Let me now turn to the fundamental contribution of competition policy towards the competitiveness agenda.

The discipline that fair and firm competition rules imposes on European companies increases their competitiveness and equips them for global competition.

EU competition law is a powerful tool to strengthen the internal market. I have already mentioned our State aid control, which makes sure that government subsidies do not distort pan-European competition.

Our fight against cartels and abuses of dominant position serves the same purpose. Last week, I issued a decision imposing a fine on the Polish telecommunications incumbent for having foreclosed the market for broadband until 2009.

The consequence of that infringement is that Poland has one of the lowest broadband penetration rates in the EU. The importance of bringing anti-competitive behaviour to an end is self-evident.

Finally, let me mention our work on merger control, which prevents the creation of dominant players that would put efficient competition in a market at risk.

Merger prohibitions are rare but we often impose conditions to guarantee that entry in the market remains possible.

For example, when Intel acquired the security-software firm McAfee, we imposed conditions so that the dominance of Intel in the market of processor chips would not be leveraged in the market for security solutions.

Finally, let me stress that the belief that merger control must be used to protect our businesses from takeovers by non-European companies is plain wrong.

Foreign takeovers do not threaten competitiveness nor do they threaten growth and jobs. They are a fact of life in the global economy, and it is a fact that European firms invest in joint ventures abroad.

So I do not agree with those that would want to reduce vital investment flows into the European Union. In effect, when we examine mergers and acquisitions, we do so regardless of where the capital or business comes from.

Which brings me to our relations with our trading partners.

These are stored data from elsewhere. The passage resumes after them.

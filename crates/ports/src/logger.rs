//! Structured logging boundary contract.

use crate::severity::Severity;
use crate::value::{LogValue, join_values};
use std::collections::BTreeMap;
use std::fmt;

/// Structured context attached to records.
pub type Fields = BTreeMap<Box<str>, serde_json::Value>;

/// Exit code used by the fatal operations.
pub const FATAL_EXIT_CODE: i32 = 1;

/// A single record handed to a backend.
#[derive(Debug, Clone, PartialEq)]
pub struct LogRecord {
    /// Severity.
    pub severity: Severity,
    /// Fully rendered message.
    pub message: Box<str>,
    /// Call-level fields, merged over the logger's own fields.
    pub fields: Option<Fields>,
}

impl LogRecord {
    /// Record with a message and no call-level fields.
    pub fn new(severity: Severity, message: impl Into<Box<str>>) -> Self {
        Self {
            severity,
            message: message.into(),
            fields: None,
        }
    }

    /// Attach call-level fields.
    #[must_use]
    pub fn with_fields(mut self, fields: Fields) -> Self {
        self.fields = Some(fields);
        self
    }
}

/// Panic payload raised by [`LoggerPort::panic`] and [`LoggerPort::panicf`].
///
/// A supervisor can recover it with `std::panic::catch_unwind` and
/// `downcast_ref::<LogPanic>()`.
#[derive(Debug, Clone, PartialEq, Eq)]
pub struct LogPanic {
    /// The logged message.
    pub message: String,
}

impl fmt::Display for LogPanic {
    fn fmt(&self, formatter: &mut fmt::Formatter<'_>) -> fmt::Result {
        formatter.write_str(&self.message)
    }
}

/// Merge `overlay` into `base`; keys in `overlay` win.
pub fn merge_fields(base: &mut Fields, overlay: Fields) {
    for (key, value) in overlay {
        base.insert(key, value);
    }
}

/// Boundary contract every logging backend implements.
///
/// Backends supply [`log`](Self::log) and [`with_fields`](Self::with_fields);
/// the leveled, formatted, fatal and panic operations are provided on top.
/// Level filtering and encoding belong to the backend.
pub trait LoggerPort: Send + Sync {
    /// Emit a record. Records below the backend's threshold are dropped.
    fn log(&self, record: LogRecord);

    /// Derive a logger carrying `fields` on every record.
    ///
    /// The receiver is left untouched. Fields already on the receiver are
    /// kept unless `fields` has the same key, in which case the new value wins.
    fn with_fields(&self, fields: Fields) -> Box<dyn LoggerPort>;

    /// Flush buffered output. Called before the fatal and panic operations
    /// leave the current control flow.
    fn flush(&self) {}

    /// Debug record built from `values`.
    fn debug(&self, values: &[LogValue]) {
        self.log(LogRecord::new(Severity::Debug, join_values(values)));
    }

    /// Info record built from `values`.
    fn info(&self, values: &[LogValue]) {
        self.log(LogRecord::new(Severity::Info, join_values(values)));
    }

    /// Warn record built from `values`.
    fn warn(&self, values: &[LogValue]) {
        self.log(LogRecord::new(Severity::Warn, join_values(values)));
    }

    /// Error record built from `values`.
    fn error(&self, values: &[LogValue]) {
        self.log(LogRecord::new(Severity::Error, join_values(values)));
    }

    /// Fatal record built from `values`, then process exit.
    fn fatal(&self, values: &[LogValue]) -> ! {
        self.log(LogRecord::new(Severity::Fatal, join_values(values)));
        self.flush();
        std::process::exit(FATAL_EXIT_CODE)
    }

    /// Fatal-severity record built from `values`, then unwinds with [`LogPanic`].
    fn panic(&self, values: &[LogValue]) -> ! {
        let message = join_values(values);
        self.log(LogRecord::new(Severity::Fatal, message.as_str()));
        self.flush();
        std::panic::panic_any(LogPanic { message })
    }

    /// Debug record from a format template.
    fn debugf(&self, args: fmt::Arguments<'_>) {
        self.log(LogRecord::new(Severity::Debug, fmt::format(args)));
    }

    /// Info record from a format template.
    fn infof(&self, args: fmt::Arguments<'_>) {
        self.log(LogRecord::new(Severity::Info, fmt::format(args)));
    }

    /// Warn record from a format template.
    fn warnf(&self, args: fmt::Arguments<'_>) {
        self.log(LogRecord::new(Severity::Warn, fmt::format(args)));
    }

    /// Error record from a format template.
    fn errorf(&self, args: fmt::Arguments<'_>) {
        self.log(LogRecord::new(Severity::Error, fmt::format(args)));
    }

    /// Fatal record from a format template, then process exit.
    fn fatalf(&self, args: fmt::Arguments<'_>) -> ! {
        self.log(LogRecord::new(Severity::Fatal, fmt::format(args)));
        self.flush();
        std::process::exit(FATAL_EXIT_CODE)
    }

    /// Fatal-severity record from a format template, then unwinds with [`LogPanic`].
    fn panicf(&self, args: fmt::Arguments<'_>) -> ! {
        let message = fmt::format(args);
        self.log(LogRecord::new(Severity::Fatal, message.as_str()));
        self.flush();
        std::panic::panic_any(LogPanic { message })
    }
}
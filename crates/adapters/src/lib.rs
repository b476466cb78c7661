//! # logfacade-adapters
//!
//! Logging backends implementing `LoggerPort`: a structured line logger with
//! per-sink levels, and a backend forwarding to `tracing`.
//! This crate depends on `ports`, `config`, and `shared`.

#![deny(clippy::unwrap_used)]
#![deny(clippy::expect_used)]

pub mod encoding;
pub mod log_sink;
pub mod structured;
pub mod tracing_logger;

pub use log_sink::{FileLogSink, LogSink, StderrLogSink};
pub use structured::StructuredLogger;
pub use tracing_logger::TracingLogger;

use logfacade_config::ConfigSchemaError;
use logfacade_shared::{ErrorClass, ErrorCode, ErrorEnvelope};
use std::io;
use std::path::PathBuf;

/// Failure while building a backend from a config.
#[derive(Debug, thiserror::Error)]
pub enum BackendBuildError {
    /// The config did not validate.
    #[error(transparent)]
    Config(#[from] ConfigSchemaError),
    /// The log file could not be opened for appending.
    #[error("failed to open log file {}: {source}", .path.display())]
    OpenFile {
        /// Configured location.
        path: PathBuf,
        /// Underlying I/O error.
        #[source]
        source: io::Error,
    },
}

impl From<BackendBuildError> for ErrorEnvelope {
    fn from(error: BackendBuildError) -> Self {
        match error {
            BackendBuildError::Config(inner) => inner.into(),
            BackendBuildError::OpenFile { path, source } => {
                let kind = source.kind();
                let mut envelope =
                    Self::expected(ErrorCode::from_io_kind(kind), format!("failed to open log file: {source}"))
                        .with_metadata("path", path.to_string_lossy().to_string());
                envelope.class = ErrorClass::from_io_kind(kind);
                envelope
            },
        }
    }
}

/// Returns the adapters crate version.
#[must_use]
pub const fn adapters_crate_version() -> &'static str {
    env!("CARGO_PKG_VERSION")
}
//! The process-wide default slot and its free functions.
//!
//! Every function here forwards to [`default_slot`]. Forwarding before a
//! logger is installed panics with [`UNINITIALIZED_MESSAGE`](crate::UNINITIALIZED_MESSAGE).

use crate::slot::LoggerSlot;
use logfacade_config::{LoggerConfig, load_logger_config_from_path};
use logfacade_infra::{BackendRegistry, BackendSelector, ConstructionError};
use logfacade_ports::{Fields, LogRecord, LogValue, LoggerPort};
use logfacade_shared::ErrorEnvelope;
use std::fmt;
use std::path::Path;
use std::sync::Arc;

static DEFAULT_SLOT: LoggerSlot = LoggerSlot::new();

/// The slot behind the free functions.
pub fn default_slot() -> &'static LoggerSlot {
    &DEFAULT_SLOT
}

/// Build a logger with the built-in backends and make it the process default.
///
/// On error the previous default (if any) stays active.
pub fn initialize(config: &LoggerConfig, selector: BackendSelector) -> Result<(), ConstructionError> {
    DEFAULT_SLOT.initialize(config, selector)
}

/// Like [`initialize`] with a caller-supplied registry.
pub fn initialize_with(
    registry: &BackendRegistry,
    config: &LoggerConfig,
    selector: BackendSelector,
) -> Result<(), ConstructionError> {
    DEFAULT_SLOT.initialize_with(registry, config, selector)
}

/// Load a `.json` or `.toml` config file and initialize from it.
pub fn initialize_from_path(path: &Path, selector: BackendSelector) -> Result<(), ErrorEnvelope> {
    let config = load_logger_config_from_path(path)?;
    initialize(&config, selector).map_err(ErrorEnvelope::from)
}

/// Make `logger` the process default, returning the one it replaced.
pub fn install(logger: Arc<dyn LoggerPort>) -> Option<Arc<dyn LoggerPort>> {
    DEFAULT_SLOT.install(logger)
}

/// Whether a process default is installed.
pub fn is_initialized() -> bool {
    DEFAULT_SLOT.is_initialized()
}

/// The process default logger.
///
/// # Panics
///
/// Panics with [`UNINITIALIZED_MESSAGE`](crate::UNINITIALIZED_MESSAGE) when nothing
/// is installed.
#[track_caller]
pub fn logger() -> Arc<dyn LoggerPort> {
    DEFAULT_SLOT.logger()
}

/// Forward a prepared record.
#[track_caller]
pub fn log(record: LogRecord) {
    DEFAULT_SLOT.log(record);
}

/// Debug record joined from `values`.
#[track_caller]
pub fn debug(values: &[LogValue]) {
    DEFAULT_SLOT.debug(values);
}

/// Info record joined from `values`.
#[track_caller]
pub fn info(values: &[LogValue]) {
    DEFAULT_SLOT.info(values);
}

/// Warn record joined from `values`.
#[track_caller]
pub fn warn(values: &[LogValue]) {
    DEFAULT_SLOT.warn(values);
}

/// Error record joined from `values`.
#[track_caller]
pub fn error(values: &[LogValue]) {
    DEFAULT_SLOT.error(values);
}

/// Fatal record joined from `values`, then exit with status 1.
#[track_caller]
pub fn fatal(values: &[LogValue]) -> ! {
    DEFAULT_SLOT.fatal(values)
}

/// Fatal-severity record joined from `values`, then unwind with `LogPanic`.
#[track_caller]
pub fn panic(values: &[LogValue]) -> ! {
    DEFAULT_SLOT.panic(values)
}

/// Debug record from a format template.
#[track_caller]
pub fn debugf(args: fmt::Arguments<'_>) {
    DEFAULT_SLOT.debugf(args);
}

/// Info record from a format template.
#[track_caller]
pub fn infof(args: fmt::Arguments<'_>) {
    DEFAULT_SLOT.infof(args);
}

/// Warn record from a format template.
#[track_caller]
pub fn warnf(args: fmt::Arguments<'_>) {
    DEFAULT_SLOT.warnf(args);
}

/// Error record from a format template.
#[track_caller]
pub fn errorf(args: fmt::Arguments<'_>) {
    DEFAULT_SLOT.errorf(args);
}

/// Fatal record from a format template, then exit with status 1.
#[track_caller]
pub fn fatalf(args: fmt::Arguments<'_>) -> ! {
    DEFAULT_SLOT.fatalf(args)
}

/// Fatal-severity record from a format template, then unwind with `LogPanic`.
#[track_caller]
pub fn panicf(args: fmt::Arguments<'_>) -> ! {
    DEFAULT_SLOT.panicf(args)
}

/// Detached logger carrying `fields`, derived from the process default.
#[track_caller]
pub fn with_fields(fields: Fields) -> Box<dyn LoggerPort> {
    DEFAULT_SLOT.with_fields(fields)
}

/// Flush the process default.
#[track_caller]
pub fn flush() {
    DEFAULT_SLOT.flush();
}
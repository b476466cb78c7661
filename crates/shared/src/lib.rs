//! # logfacade-shared
//!
//! Shared result types and error handling for the logfacade workspace.
//!
//! This crate provides foundational types that are used across all other crates:
//!
//! - Result and error envelope types
//! - Stable error codes for the logging namespaces
//!
//! ## Design Principles
//!
//! 1. **No workspace dependencies** - This crate only depends on external crates
//! 2. **Serde-compatible** - All public types support serialization

#![deny(clippy::unwrap_used)]
#![deny(clippy::expect_used)]

pub mod errors;
pub mod result;

pub use errors::{ErrorClass, ErrorCode, ErrorEnvelope, ErrorKind, ErrorMetadata};
pub use result::Result;

/// Returns the shared crate version.
#[must_use]
pub const fn shared_crate_version() -> &'static str {
    env!("CARGO_PKG_VERSION")
}

#[cfg(test)]
mod tests {
    use super::errors::{ErrorClass, ErrorCode, ErrorEnvelope};
    use super::result::Result;

    #[test]
    fn shared_error_types_are_available() {
        let error = ErrorEnvelope::expected(ErrorCode::io(), "invalid");
        assert_eq!(error.kind, super::errors::ErrorKind::Expected);
        assert_eq!(error.class, ErrorClass::NonRetriable);
    }

    #[test]
    fn shared_result_defaults_to_envelope() {
        let value: Result<i32> = Err(ErrorEnvelope::expected(ErrorCode::not_found(), "gone"));
        assert!(matches!(value, Err(ref error) if error.code == ErrorCode::not_found()));
    }
}
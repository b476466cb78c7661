//! Logger configuration schema and resolution.
//!
//! `LoggerConfig` is a plain value holder. Backends call
//! [`LoggerConfig::resolve`] at construction time to get an owned, typed copy
//! of the settings they need; nothing keeps a reference to the original.

use logfacade_ports::{ParseSeverityError, Severity};
use logfacade_shared::{ErrorCode, ErrorEnvelope};
use serde::{Deserialize, Serialize};
use std::fmt;
use std::path::PathBuf;

/// How each sink should behave.
///
/// Some backends only support one level across all sinks; those use the
/// console level and document it.
#[derive(Debug, Clone, PartialEq, Eq, Serialize, Deserialize)]
#[serde(rename_all = "camelCase", deny_unknown_fields, default)]
pub struct LoggerConfig {
    /// Write records to the console (stderr).
    pub enable_console: bool,
    /// JSON lines on the console instead of human-readable text.
    pub console_json_format: bool,
    /// Minimum severity for the console.
    pub console_level: String,
    /// Write records to `file_location`.
    pub enable_file: bool,
    /// JSON lines in the file instead of human-readable text.
    pub file_json_format: bool,
    /// Minimum severity for the file.
    pub file_level: String,
    /// Path of the log file; opened in append mode.
    pub file_location: String,
}

impl Default for LoggerConfig {
    fn default() -> Self {
        Self {
            enable_console: true,
            console_json_format: false,
            console_level: Severity::Info.as_str().to_string(),
            enable_file: false,
            file_json_format: true,
            file_level: Severity::Info.as_str().to_string(),
            file_location: String::new(),
        }
    }
}

impl LoggerConfig {
    /// Validate and extract owned sink settings.
    ///
    /// Only enabled sinks are checked; a disabled sink's level and path are
    /// ignored.
    pub fn resolve(&self) -> Result<ResolvedLoggerConfig, ConfigSchemaError> {
        let console = if self.enable_console {
            Some(SinkSettings {
                format: SinkFormat::from_json_flag(self.console_json_format),
                level: parse_level("consoleLevel", &self.console_level)?,
            })
        } else {
            None
        };

        let file = if self.enable_file {
            let location = self.file_location.trim();
            if location.is_empty() {
                return Err(ConfigSchemaError::MissingFileLocation);
            }
            Some(FileSinkSettings {
                path: PathBuf::from(location),
                sink: SinkSettings {
                    format: SinkFormat::from_json_flag(self.file_json_format),
                    level: parse_level("fileLevel", &self.file_level)?,
                },
            })
        } else {
            None
        };

        Ok(ResolvedLoggerConfig { console, file })
    }
}

fn parse_level(field: &'static str, value: &str) -> Result<Severity, ConfigSchemaError> {
    value
        .parse()
        .map_err(|error: ParseSeverityError| ConfigSchemaError::InvalidLevel {
            field,
            value: error.input,
        })
}

/// Record encoding for a sink.
#[derive(Debug, Clone, Copy, PartialEq, Eq)]
pub enum SinkFormat {
    /// One JSON object per line.
    Json,
    /// Human-readable `key=value` text.
    Text,
}

impl SinkFormat {
    const fn from_json_flag(json: bool) -> Self {
        if json { Self::Json } else { Self::Text }
    }
}

/// Typed settings for one sink.
#[derive(Debug, Clone, Copy, PartialEq, Eq)]
pub struct SinkSettings {
    /// Encoding.
    pub format: SinkFormat,
    /// Minimum severity.
    pub level: Severity,
}

/// Typed settings for the file sink.
#[derive(Debug, Clone, PartialEq, Eq)]
pub struct FileSinkSettings {
    /// Destination path.
    pub path: PathBuf,
    /// Encoding and level.
    pub sink: SinkSettings,
}

/// Owned, validated copy of a [`LoggerConfig`].
#[derive(Debug, Clone, PartialEq, Eq)]
pub struct ResolvedLoggerConfig {
    /// Console sink, when enabled.
    pub console: Option<SinkSettings>,
    /// File sink, when enabled.
    pub file: Option<FileSinkSettings>,
}

impl ResolvedLoggerConfig {
    /// The single level for backends that cannot filter per sink.
    ///
    /// The console level wins when the console is enabled; otherwise the file
    /// level is used. With no sinks enabled this is `Severity::Fatal`.
    #[must_use]
    pub fn single_level(&self) -> Severity {
        self.console
            .map(|console| console.level)
            .or_else(|| self.file.as_ref().map(|file| file.sink.level))
            .unwrap_or(Severity::Fatal)
    }
}

/// Parse a logger config from a JSON string.
pub fn parse_logger_config_json(input: &str) -> Result<LoggerConfig, ErrorEnvelope> {
    serde_json::from_str(input).map_err(|error| {
        ErrorEnvelope::expected(
            ErrorCode::new("config", "invalid_json"),
            format!("invalid config JSON: {error}"),
        )
    })
}

/// Parse a logger config from a TOML string.
pub fn parse_logger_config_toml(input: &str) -> Result<LoggerConfig, ErrorEnvelope> {
    toml::from_str(input).map_err(|error| {
        ErrorEnvelope::expected(
            ErrorCode::new("config", "invalid_toml"),
            format!("invalid config TOML: {error}"),
        )
    })
}

/// Typed validation errors for the logger configuration.
#[derive(Debug, Clone, PartialEq, Eq)]
pub enum ConfigSchemaError {
    /// A level field does not name a known severity.
    InvalidLevel {
        /// Field name in the config (e.g. `consoleLevel`).
        field: &'static str,
        /// Value provided.
        value: String,
    },
    /// The file sink is enabled without a location.
    MissingFileLocation,
}

impl ConfigSchemaError {
    fn error_code(&self) -> ErrorCode {
        match self {
            Self::InvalidLevel { .. } => ErrorCode::new("config", "invalid_level"),
            Self::MissingFileLocation => ErrorCode::new("config", "missing_file_location"),
        }
    }
}

impl fmt::Display for ConfigSchemaError {
    fn fmt(&self, formatter: &mut fmt::Formatter<'_>) -> fmt::Result {
        match self {
            Self::InvalidLevel { field, value } => write!(
                formatter,
                "{field} must be one of debug, info, warn, error, fatal (got {value:?})"
            ),
            Self::MissingFileLocation => {
                formatter.write_str("fileLocation is required when enableFile is true")
            },
        }
    }
}

impl std::error::Error for ConfigSchemaError {}

impl From<ConfigSchemaError> for ErrorEnvelope {
    fn from(error: ConfigSchemaError) -> Self {
        let code = error.error_code();
        let message = error.to_string();
        let envelope = Self::expected(code, message);

        match error {
            ConfigSchemaError::InvalidLevel { field, value } => envelope
                .with_metadata("field", field)
                .with_metadata("value", value),
            ConfigSchemaError::MissingFileLocation => {
                envelope.with_metadata("field", "fileLocation")
            },
        }
    }
}

#[cfg(test)]
mod tests {
    use super::*;

    #[test]
    fn default_enables_console_at_info() -> Result<(), ConfigSchemaError> {
        let resolved = LoggerConfig::default().resolve()?;
        assert_eq!(
            resolved.console,
            Some(SinkSettings {
                format: SinkFormat::Text,
                level: Severity::Info,
            })
        );
        assert_eq!(resolved.file, None);
        Ok(())
    }

    #[test]
    fn invalid_console_level_is_rejected() {
        let config = LoggerConfig {
            console_level: "loud".to_string(),
            ..LoggerConfig::default()
        };
        assert_eq!(
            config.resolve(),
            Err(ConfigSchemaError::InvalidLevel {
                field: "consoleLevel",
                value: "loud".to_string(),
            })
        );
    }

    #[test]
    fn disabled_sinks_are_not_validated() -> Result<(), ConfigSchemaError> {
        let config = LoggerConfig {
            enable_console: false,
            console_level: String::new(),
            enable_file: false,
            file_level: "nonsense".to_string(),
            ..LoggerConfig::default()
        };
        let resolved = config.resolve()?;
        assert!(resolved.console.is_none());
        assert!(resolved.file.is_none());
        assert_eq!(resolved.single_level(), Severity::Fatal);
        Ok(())
    }

    #[test]
    fn file_sink_requires_location() {
        let config = LoggerConfig {
            enable_file: true,
            file_location: "   ".to_string(),
            ..LoggerConfig::default()
        };
        let error = config.resolve().err();
        assert_eq!(error, Some(ConfigSchemaError::MissingFileLocation));

        let envelope = ErrorEnvelope::from(ConfigSchemaError::MissingFileLocation);
        assert_eq!(envelope.code, ErrorCode::new("config", "missing_file_location"));
    }

    #[test]
    fn console_level_takes_precedence_for_single_level_backends() -> Result<(), ConfigSchemaError>
    {
        let config = LoggerConfig {
            console_level: "warn".to_string(),
            enable_file: true,
            file_level: "debug".to_string(),
            file_location: "app.log".to_string(),
            ..LoggerConfig::default()
        };
        let resolved = config.resolve()?;
        assert_eq!(resolved.single_level(), Severity::Warn);

        let file_only = LoggerConfig {
            enable_console: false,
            ..config
        }
        .resolve()?;
        assert_eq!(file_only.single_level(), Severity::Debug);
        Ok(())
    }

    #[test]
    fn json_uses_camel_case_keys() -> Result<(), ErrorEnvelope> {
        let config = parse_logger_config_json(
            r#"{"enableConsole":false,"enableFile":true,"fileLevel":"error","fileLocation":"/tmp/x.log"}"#,
        )?;
        assert!(!config.enable_console);
        assert!(config.enable_file);
        assert_eq!(config.file_level, "error");
        assert_eq!(config.console_level, "info");

        let error = parse_logger_config_json(r#"{"consoleColour":true}"#).err();
        assert_eq!(
            error.map(|error| error.code),
            Some(ErrorCode::new("config", "invalid_json"))
        );
        Ok(())
    }
}
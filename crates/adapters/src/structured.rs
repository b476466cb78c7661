//! Structured logger backend: console and file sinks, JSON or text lines.
//!
//! Each sink filters on its own level, so `consoleLevel` and `fileLevel` are
//! honoured independently.

use crate::BackendBuildError;
use crate::encoding::{EncodedRecord, encode_json, encode_text, now_epoch_ms};
use crate::log_sink::{FileLogSink, LogSink, StderrLogSink};
use logfacade_config::{LoggerConfig, SinkFormat, SinkSettings};
use logfacade_ports::{Fields, LogRecord, LoggerPort, merge_fields};
use std::sync::Arc;

#[derive(Clone)]
struct SinkTarget {
    sink: Arc<dyn LogSink>,
    settings: SinkSettings,
}

/// Logger writing one line per record to each enabled sink.
#[derive(Clone, Default)]
pub struct StructuredLogger {
    console: Option<SinkTarget>,
    file: Option<SinkTarget>,
    base_fields: Fields,
}

impl StructuredLogger {
    /// Logger with no sinks; every record is discarded.
    #[must_use]
    pub fn new() -> Self {
        Self::default()
    }

    /// Build from a config: stderr for the console, append-mode file for the
    /// file sink.
    pub fn from_config(config: &LoggerConfig) -> Result<Self, BackendBuildError> {
        let resolved = config.resolve()?;
        let mut logger = Self::new();

        if let Some(settings) = resolved.console {
            logger = logger.with_console(Arc::new(StderrLogSink), settings);
        }
        if let Some(file) = resolved.file {
            let sink = FileLogSink::open(&file.path).map_err(|source| {
                BackendBuildError::OpenFile {
                    path: file.path.clone(),
                    source,
                }
            })?;
            logger = logger.with_file(Arc::new(sink), file.sink);
        }

        Ok(logger)
    }

    /// Set the console sink.
    #[must_use]
    pub fn with_console(mut self, sink: Arc<dyn LogSink>, settings: SinkSettings) -> Self {
        self.console = Some(SinkTarget { sink, settings });
        self
    }

    /// Set the file sink.
    #[must_use]
    pub fn with_file(mut self, sink: Arc<dyn LogSink>, settings: SinkSettings) -> Self {
        self.file = Some(SinkTarget { sink, settings });
        self
    }

    fn targets(&self) -> impl Iterator<Item = &SinkTarget> {
        self.console.iter().chain(self.file.iter())
    }
}

impl LoggerPort for StructuredLogger {
    fn log(&self, record: LogRecord) {
        if !self
            .targets()
            .any(|target| record.severity.passes(target.settings.level))
        {
            return;
        }

        let mut fields = self.base_fields.clone();
        if let Some(extra) = record.fields {
            merge_fields(&mut fields, extra);
        }
        let encoded = EncodedRecord {
            timestamp_ms: now_epoch_ms(),
            severity: record.severity,
            message: &record.message,
            fields: &fields,
        };

        let mut json_line: Option<String> = None;
        let mut text_line: Option<String> = None;
        for target in self.targets() {
            if !record.severity.passes(target.settings.level) {
                continue;
            }
            let line = match target.settings.format {
                SinkFormat::Json => json_line.get_or_insert_with(|| encode_json(&encoded)),
                SinkFormat::Text => text_line.get_or_insert_with(|| encode_text(&encoded)),
            };
            target.sink.write_line(line);
        }
    }

    fn with_fields(&self, fields: Fields) -> Box<dyn LoggerPort> {
        let mut merged = self.base_fields.clone();
        merge_fields(&mut merged, fields);
        Box::new(Self {
            console: self.console.clone(),
            file: self.file.clone(),
            base_fields: merged,
        })
    }

    fn flush(&self) {
        for target in self.targets() {
            target.sink.flush();
        }
    }
}
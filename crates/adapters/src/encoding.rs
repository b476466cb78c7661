//! Line encoders shared by the structured backend's sinks.

use logfacade_ports::{Fields, Severity};
use serde_json::Value;
use std::fmt::Write as _;
use std::time::{SystemTime, UNIX_EPOCH};

/// One record ready for encoding, fields already merged.
#[derive(Debug, Clone, Copy)]
pub struct EncodedRecord<'a> {
    /// Milliseconds since the Unix epoch.
    pub timestamp_ms: u64,
    /// Severity.
    pub severity: Severity,
    /// Message text.
    pub message: &'a str,
    /// Merged structured fields.
    pub fields: &'a Fields,
}

/// Encode as a single JSON object followed by a newline.
///
/// Shape: `{"timestampMs":..,"level":"info","message":"..","fields":{..}}`;
/// `fields` is omitted when empty.
pub fn encode_json(record: &EncodedRecord<'_>) -> String {
    let mut payload = serde_json::Map::new();
    payload.insert(
        "timestampMs".to_string(),
        Value::from(record.timestamp_ms),
    );
    payload.insert(
        "level".to_string(),
        Value::String(record.severity.as_str().to_string()),
    );
    payload.insert(
        "message".to_string(),
        Value::String(record.message.to_string()),
    );
    if !record.fields.is_empty() {
        let mut map = serde_json::Map::new();
        for (key, value) in record.fields {
            map.insert(key.to_string(), value.clone());
        }
        payload.insert("fields".to_string(), Value::Object(map));
    }

    serde_json::to_string(&Value::Object(payload)).map_or_else(
        |_| {
            "{\"timestampMs\":0,\"level\":\"error\",\"message\":\"log serialization failed\"}\n"
                .to_string()
        },
        |mut encoded| {
            encoded.push('\n');
            encoded
        },
    )
}

/// Header keys of a text line.
pub const TEXT_HEADER_KEYS: [&str; 3] = ["ts", "level", "msg"];

/// Encode as human-readable `key=value` text followed by a newline.
///
/// Shape: `ts=<ms> level=info msg="starting v1" key=value ...`. Field keys
/// that collide with the header are written as `fields.<key>`.
pub fn encode_text(record: &EncodedRecord<'_>) -> String {
    let mut line = format!(
        "ts={} level={} msg={}",
        record.timestamp_ms,
        record.severity,
        quote_if_needed(record.message)
    );
    let fields = render_text_fields(record.fields, &TEXT_HEADER_KEYS);
    if !fields.is_empty() {
        line.push(' ');
        line.push_str(&fields);
    }
    line.push('\n');
    line
}

/// Render fields as space separated `key=value` pairs in key order.
///
/// Keys listed in `reserved` get a `fields.` prefix.
pub fn render_text_fields(fields: &Fields, reserved: &[&str]) -> String {
    let mut output = String::new();
    for (key, value) in fields {
        if !output.is_empty() {
            output.push(' ');
        }
        let rendered = match value {
            Value::String(text) => quote_if_needed(text),
            other => other.to_string(),
        };
        let prefix = if reserved.contains(&&**key) { "fields." } else { "" };
        let _ = write!(output, "{prefix}{}={rendered}", quote_if_needed(key));
    }
    output
}

fn quote_if_needed(text: &str) -> String {
    let needs_quotes = text.is_empty()
        || text
            .chars()
            .any(|ch| ch.is_whitespace() || ch == '"' || ch == '=' || ch.is_control());
    if needs_quotes {
        format!("{text:?}")
    } else {
        text.to_string()
    }
}

/// Current time in milliseconds since the Unix epoch (0 if the clock is unset).
pub fn now_epoch_ms() -> u64 {
    SystemTime::now()
        .duration_since(UNIX_EPOCH)
        .ok()
        .and_then(|duration| u64::try_from(duration.as_millis()).ok())
        .unwrap_or_default()
}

We have an active cooperation programme with competition authorities around the world.

In particular, I intend to to continue to build strong relations with our sister authorities in the US: the Federal Trade Commission and the Antitrust Division of the Department of Justice; a relation built on cooperation and mutual respect.

Our systems are different in certain respects, but our goals are very close; we both fight anti-competitive behaviour and unfair business practices.

As a growing number of cases involve companies with global operations, we must work together to be more effective and give companies a stable legal landscape. Examples of good cooperation with the US antitrust authorities are very many.

In the Cisco/Tandberg merger, the commitments accepted by the Commission were taken into account by the DoJ in its decision to clear the deal, and both authorities adopted their clearance decisions on the same day.

In the Intel/McAfee case we maintained and excellent dialogue even though we adopted commitments and the US authorities did not.

But our cooperation is wider than mergers and extends to antitrust cases, both cartels and cases of abuse.

We are also constantly discussing policy and enforcement issues, bilaterally and within the International Competition Network – a forum for 117 authorities from around the world.

Ladies and Gentlemen:

I would like you to bring one idea home today; in our world, no European country can do it alone. The solution to our crisis will be European.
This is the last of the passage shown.